The other day on the phone with my sister, she told me she was proud of me... which meant so much coming from a family member who has seen me through some pretty crazy stuff.  She likened my life's journey to a mosaic.  My life, she said, was filled with a lot of cracks and broken, ugly pieces.  But once it was put together, it became a beautiful piece of art.

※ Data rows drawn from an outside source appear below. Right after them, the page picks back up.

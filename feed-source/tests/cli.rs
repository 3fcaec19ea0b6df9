use assert_cmd::Command;
use predicates::prelude::*;
use std::fs::write;
use std::path::Path;
use tempfile::TempDir;

/// Writes two chained JSON pages and a config reading them through the file fetcher.
fn create_paged_fixture() -> (TempDir, std::path::PathBuf) {
    let dir = TempDir::new().expect("Creating temp dir failed");
    let page_1 = dir.path().join("page-1.json");
    let page_2 = dir.path().join("page-2.json");
    write(
        &page_1,
        format!(
            r#"{{"items":[{{"id":1,"title":"first"}},{{"id":2,"title":"second"}}],"next":["{}"]}}"#,
            page_2.display()
        ),
    )
    .expect("Writing page 1 failed");
    write(&page_2, r#"{"items":[{"id":3,"title":"third"}],"next":[]}"#)
        .expect("Writing page 2 failed");

    let config = dir.path().join("source.yaml");
    write(&config, config_yaml(&page_1)).expect("Writing temp config failed");
    (dir, config)
}

fn config_yaml(first_page: &Path) -> String {
    format!(
        r#"source:
  urls: "{}"
  data_parser_plugin: json
  data_fetcher_plugin: file
  item_selector: items
  fields:
    - name: id
      selector: id
    - name: title
      selector: title
  ids:
    id:
      type: integer
  pager:
    type: urls
    selector: next
"#,
        first_page.display()
    )
}

#[test]
fn rows_prints_one_json_object_per_row_across_pages() {
    let (_dir, config) = create_paged_fixture();

    let mut cmd = Command::cargo_bin("feed-source").expect("Binary exists");
    cmd.arg("rows").arg("--config").arg(&config);

    cmd.assert()
        .success()
        .stdout(
            predicate::str::contains(r#"{"id":1,"title":"first"}"#)
                .and(predicate::str::contains(r#"{"id":2,"title":"second"}"#))
                .and(predicate::str::contains(r#"{"id":3,"title":"third"}"#)),
        );
}

#[test]
fn rows_stops_at_limit() {
    let (_dir, config) = create_paged_fixture();

    let mut cmd = Command::cargo_bin("feed-source").expect("Binary exists");
    cmd.arg("rows")
        .arg("--config")
        .arg(&config)
        .arg("--limit")
        .arg("1");

    cmd.assert()
        .success()
        .stdout(predicate::str::contains(r#""id":1"#).and(predicate::str::contains("second").not()));
}

#[test]
fn count_prints_the_row_count() {
    let (_dir, config) = create_paged_fixture();

    let mut cmd = Command::cargo_bin("feed-source").expect("Binary exists");
    cmd.arg("count").arg("--config").arg(&config);

    cmd.assert().success().stdout("3\n");
}

#[test]
fn missing_config_fails_with_path_in_error() {
    let mut cmd = Command::cargo_bin("feed-source").expect("Binary exists");
    cmd.arg("count").arg("--config").arg("does-not-exist.yaml");

    cmd.assert()
        .failure()
        .stderr(predicate::str::contains("Failed to read config file"));
}

use std::sync::{Arc, Mutex};
use tracing_subscriber::prelude::*;
use tracing_subscriber::{layer::Context, Layer, Registry};

/// Custom Layer to collect emitted event messages.
struct EventCollector {
    events: Arc<Mutex<Vec<String>>>,
}

impl<S> Layer<S> for EventCollector
where
    S: tracing::Subscriber,
{
    fn on_event(&self, event: &tracing::Event<'_>, _ctx: Context<'_, S>) {
        use std::fmt::Write as FmtWrite;
        let mut msg = String::new();
        let _ = write!(&mut msg, "{:?}", event);
        self.events.lock().unwrap().push(msg);
    }
}

#[tokio::test]
async fn emits_trace_initialised_event_and_writes_rows() {
    let events = Arc::new(Mutex::new(Vec::new()));
    let collector = EventCollector {
        events: events.clone(),
    };
    let subscriber = Registry::default().with(collector);
    let _guard = tracing::subscriber::set_default(subscriber);

    use feed_source::cli::{run, Cli, Commands};

    let (_dir, config) = create_paged_fixture();
    let cli = Cli {
        command: Commands::Rows {
            config,
            limit: Some(2),
        },
    };
    let mut out = Vec::new();

    run(cli, &mut out).await.expect("run succeeds");

    let printed = String::from_utf8(out).unwrap();
    assert_eq!(printed.lines().count(), 2);
    let event_msgs = events.lock().unwrap();
    assert!(
        event_msgs.iter().any(|msg| msg.contains("trace_initialised")),
        "Expected a 'trace_initialised' trace event, got: {:?}",
        event_msgs
    );
}
//! Source configuration.
//!
//! [`SourceConfig`] is the loosely-typed shape read from YAML or JSON.
//! [`SourceConfig::parser_config`] validates it once into the immutable
//! [`ParserConfig`] every parser is built from; pager settings become a
//! [`PagerConfig`] variant carrying exactly the fields its strategy needs.

use std::collections::BTreeMap;

use serde::{Deserialize, Serialize, Serializer};
use tracing::{debug, info};

use crate::error::ConfigError;
use crate::xml::NamespaceRegistry;

/// Which data parser reads the fetched documents.
#[derive(Debug, Clone, Copy, PartialEq, Eq, Serialize, Deserialize)]
#[serde(rename_all = "snake_case")]
pub enum ParserKind {
    Json,
    SimpleXml,
    Xml,
}

/// Which data fetcher retrieves documents.
#[derive(Debug, Clone, Copy, PartialEq, Eq, Default, Serialize, Deserialize)]
#[serde(rename_all = "snake_case")]
pub enum FetcherKind {
    #[default]
    Http,
    File,
}

/// One output field and the path expression that fills it.
#[derive(Debug, Clone, PartialEq, Eq, Serialize, Deserialize)]
pub struct FieldSelector {
    pub name: String,
    #[serde(default, skip_serializing_if = "Option::is_none")]
    pub label: Option<String>,
    pub selector: String,
}

impl FieldSelector {
    pub fn new(name: impl Into<String>, selector: impl Into<String>) -> Self {
        FieldSelector {
            name: name.into(),
            label: None,
            selector: selector.into(),
        }
    }
}

/// Where the candidate items live in a document.
///
/// An integer (or all-digit string) selects every container exactly that
/// many levels deep in a JSON document; anything else is a path.
#[derive(Debug, Clone, PartialEq, Eq, Deserialize)]
#[serde(from = "RawItemSelector")]
pub enum ItemSelector {
    Depth(usize),
    Path(String),
}

impl Default for ItemSelector {
    fn default() -> Self {
        ItemSelector::Path(String::new())
    }
}

impl ItemSelector {
    pub fn as_path(&self) -> String {
        match self {
            ItemSelector::Depth(depth) => depth.to_string(),
            ItemSelector::Path(path) => path.clone(),
        }
    }
}

impl From<&str> for ItemSelector {
    fn from(selector: &str) -> Self {
        if !selector.is_empty() && selector.chars().all(|c| c.is_ascii_digit()) {
            if let Ok(depth) = selector.parse() {
                return ItemSelector::Depth(depth);
            }
        }
        ItemSelector::Path(selector.to_string())
    }
}

impl From<usize> for ItemSelector {
    fn from(depth: usize) -> Self {
        ItemSelector::Depth(depth)
    }
}

#[derive(Deserialize)]
#[serde(untagged)]
enum RawItemSelector {
    Depth(usize),
    Path(String),
}

impl From<RawItemSelector> for ItemSelector {
    fn from(raw: RawItemSelector) -> Self {
        match raw {
            RawItemSelector::Depth(depth) => ItemSelector::Depth(depth),
            RawItemSelector::Path(path) => ItemSelector::from(path.as_str()),
        }
    }
}

impl Serialize for ItemSelector {
    fn serialize<S: Serializer>(&self, serializer: S) -> Result<S::Ok, S::Error> {
        match self {
            ItemSelector::Depth(depth) => serializer.serialize_u64(*depth as u64),
            ItemSelector::Path(path) => serializer.serialize_str(path),
        }
    }
}

/// Pager settings as written in configuration.
#[derive(Debug, Clone, Default, PartialEq, Eq, Serialize, Deserialize)]
pub struct RawPagerConfig {
    #[serde(rename = "type")]
    pub kind: String,
    #[serde(default)]
    pub selector: Option<String>,
    #[serde(default)]
    pub selector_max: Option<String>,
    #[serde(default)]
    pub key: Option<String>,
    #[serde(default)]
    pub page_key: Option<String>,
    #[serde(default)]
    pub size_key: Option<String>,
    #[serde(default)]
    pub default_num_items: Option<u64>,
    #[serde(default)]
    pub paginator_type: Option<String>,
}

#[derive(Debug, Clone, Copy, PartialEq, Eq, Default)]
pub enum PaginatorType {
    /// The page key counts pages: the next page is `current + 1`.
    #[default]
    PageNumber,
    /// The page key is an item offset: the next page is `current + num_items`.
    StartingItem,
}

/// Validated pager settings, one variant per next-URL strategy.
#[derive(Debug, Clone, PartialEq, Eq)]
pub enum PagerConfig {
    Urls {
        selector: Option<String>,
    },
    Cursor {
        selector: Option<String>,
        key: String,
    },
    Page {
        selector: Option<String>,
        selector_max: Option<String>,
        key: String,
    },
    Paginator {
        selector: Option<String>,
        num_items: u64,
        paginator_type: PaginatorType,
        page_key: String,
        size_key: String,
    },
}

fn non_empty(value: Option<String>) -> Option<String> {
    value.filter(|v| !v.is_empty())
}

impl TryFrom<RawPagerConfig> for PagerConfig {
    type Error = ConfigError;

    fn try_from(raw: RawPagerConfig) -> Result<Self, Self::Error> {
        let selector = non_empty(raw.selector);
        let pager = match raw.kind.as_str() {
            "urls" => PagerConfig::Urls { selector },
            "cursor" => PagerConfig::Cursor {
                selector,
                key: non_empty(raw.key).unwrap_or_else(|| "cursor".to_string()),
            },
            "page" => PagerConfig::Page {
                selector,
                selector_max: non_empty(raw.selector_max),
                key: non_empty(raw.key).unwrap_or_else(|| "page".to_string()),
            },
            "paginator" => {
                let num_items = raw
                    .default_num_items
                    .ok_or(ConfigError::MissingDefaultNumItems)?;
                let paginator_type = match raw.paginator_type.as_deref() {
                    None | Some("page_number") => PaginatorType::PageNumber,
                    Some("starting_item") => PaginatorType::StartingItem,
                    Some(other) => return Err(ConfigError::InvalidPaginatorType(other.to_string())),
                };
                PagerConfig::Paginator {
                    selector,
                    num_items,
                    paginator_type,
                    page_key: non_empty(raw.page_key).unwrap_or_else(|| "page".to_string()),
                    size_key: non_empty(raw.size_key).unwrap_or_else(|| "pagesize".to_string()),
                }
            }
            other => return Err(ConfigError::UnknownPagerType(other.to_string())),
        };
        debug!(?pager, "Validated pager configuration");
        Ok(pager)
    }
}

impl PagerConfig {
    pub fn selector(&self) -> Option<&str> {
        match self {
            PagerConfig::Urls { selector }
            | PagerConfig::Cursor { selector, .. }
            | PagerConfig::Page { selector, .. }
            | PagerConfig::Paginator { selector, .. } => selector.as_deref(),
        }
    }
}

/// Id field declaration, e.g. `id: { type: integer }`.
#[derive(Debug, Clone, PartialEq, Eq, Default, Serialize, Deserialize)]
pub struct IdSpec {
    #[serde(rename = "type", default)]
    pub kind: String,
}

#[derive(Deserialize)]
#[serde(untagged)]
enum OneOrMany {
    One(String),
    Many(Vec<String>),
}

fn one_or_many<'de, D: serde::Deserializer<'de>>(deserializer: D) -> Result<Vec<String>, D::Error> {
    Ok(match OneOrMany::deserialize(deserializer)? {
        OneOrMany::One(url) => vec![url],
        OneOrMany::Many(urls) => urls,
    })
}

/// A whole source definition as loaded from a config file.
#[derive(Debug, Clone, PartialEq, Serialize, Deserialize)]
pub struct SourceConfig {
    #[serde(deserialize_with = "one_or_many")]
    pub urls: Vec<String>,
    pub data_parser_plugin: ParserKind,
    #[serde(default)]
    pub data_fetcher_plugin: FetcherKind,
    #[serde(default)]
    pub headers: BTreeMap<String, String>,
    #[serde(default)]
    pub item_selector: ItemSelector,
    #[serde(default)]
    pub fields: Vec<FieldSelector>,
    #[serde(default)]
    pub ids: BTreeMap<String, IdSpec>,
    #[serde(default)]
    pub namespaces: BTreeMap<String, String>,
    #[serde(default)]
    pub pager: Option<RawPagerConfig>,
    #[serde(default)]
    pub include_raw_data: bool,
}

impl SourceConfig {
    /// Validates the parser-facing part of the configuration.
    pub fn parser_config(&self) -> Result<ParserConfig, ConfigError> {
        let pager = self.pager.clone().map(PagerConfig::try_from).transpose()?;
        let config = ParserConfig {
            item_selector: self.item_selector.clone(),
            fields: self.fields.clone(),
            namespaces: NamespaceRegistry::from(self.namespaces.clone()),
            pager,
            include_raw_data: self.include_raw_data,
        };
        info!(
            parser = ?self.data_parser_plugin,
            urls = self.urls.len(),
            fields = config.fields.len(),
            paged = config.pager.is_some(),
            "Loaded source configuration"
        );
        Ok(config)
    }

    pub fn id_fields(&self) -> Vec<String> {
        self.ids.keys().cloned().collect()
    }
}

/// Immutable per-run parser settings.
#[derive(Debug, Clone, PartialEq, Default)]
pub struct ParserConfig {
    pub item_selector: ItemSelector,
    pub fields: Vec<FieldSelector>,
    pub namespaces: NamespaceRegistry,
    pub pager: Option<PagerConfig>,
    pub include_raw_data: bool,
}

impl ParserConfig {
    pub fn new(item_selector: impl Into<ItemSelector>, fields: Vec<FieldSelector>) -> Self {
        ParserConfig {
            item_selector: item_selector.into(),
            fields,
            ..Default::default()
        }
    }

    pub fn with_pager(mut self, pager: PagerConfig) -> Self {
        self.pager = Some(pager);
        self
    }

    pub fn with_namespaces(mut self, namespaces: NamespaceRegistry) -> Self {
        self.namespaces = namespaces;
        self
    }

    pub fn with_raw_data(mut self, include_raw_data: bool) -> Self {
        self.include_raw_data = include_raw_data;
        self
    }
}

That's how I see Gavin's life.  Born into a body that failed him, this little child made such a work of art out of all of his broken pieces.  
And when the light shown in through the cracks and pieces, it bathed everyone nearby with love.
And it still does.



4 comments:

  1. Kate... please check out this site.
    www.touching1mhearts.com Ever since I found out about your beautiful family and started following your blog, I have felt compelled to share it with you. Blessings.

    ReplyDelete
  2. Dear Gavin, I am sorry I couldn't know you need the miracle last year at this lovely time, when the world is waking up, when it starts blossoming and the birds come back from their distant travels, I am sorry I didn't know. I am sorry you are not with your mummy. I am sorry you can't hug him Kate. ♡

    ReplyDelete
  3. Kate,

    I've been reading your blog every day for 5 months. I've never posted before but I just wanted to tell you how encoraging you are to me. I have two children and one more on the way. I have suffered from severe anxiety ever since I was a kid. My biggest fear is something terrible will happen to one of my children. I'm so sorry about what has happened to your family. I wanted to let you know that I read your blog because you give me hope that if something awful did happen, there is a chance that I could persevere through and pick up the pieces. Thank you for sharing your experiences. God bless you and your beautiful family.

    ReplyDelete
  4. Dear Gavin,
    I'm so sorry you didn't get your miracle. But Gavin, I didn't always believe in miracles. Until now, when I read your mommy's blog and see all of the beautiful signs you've left for your family...the internet loves you dude.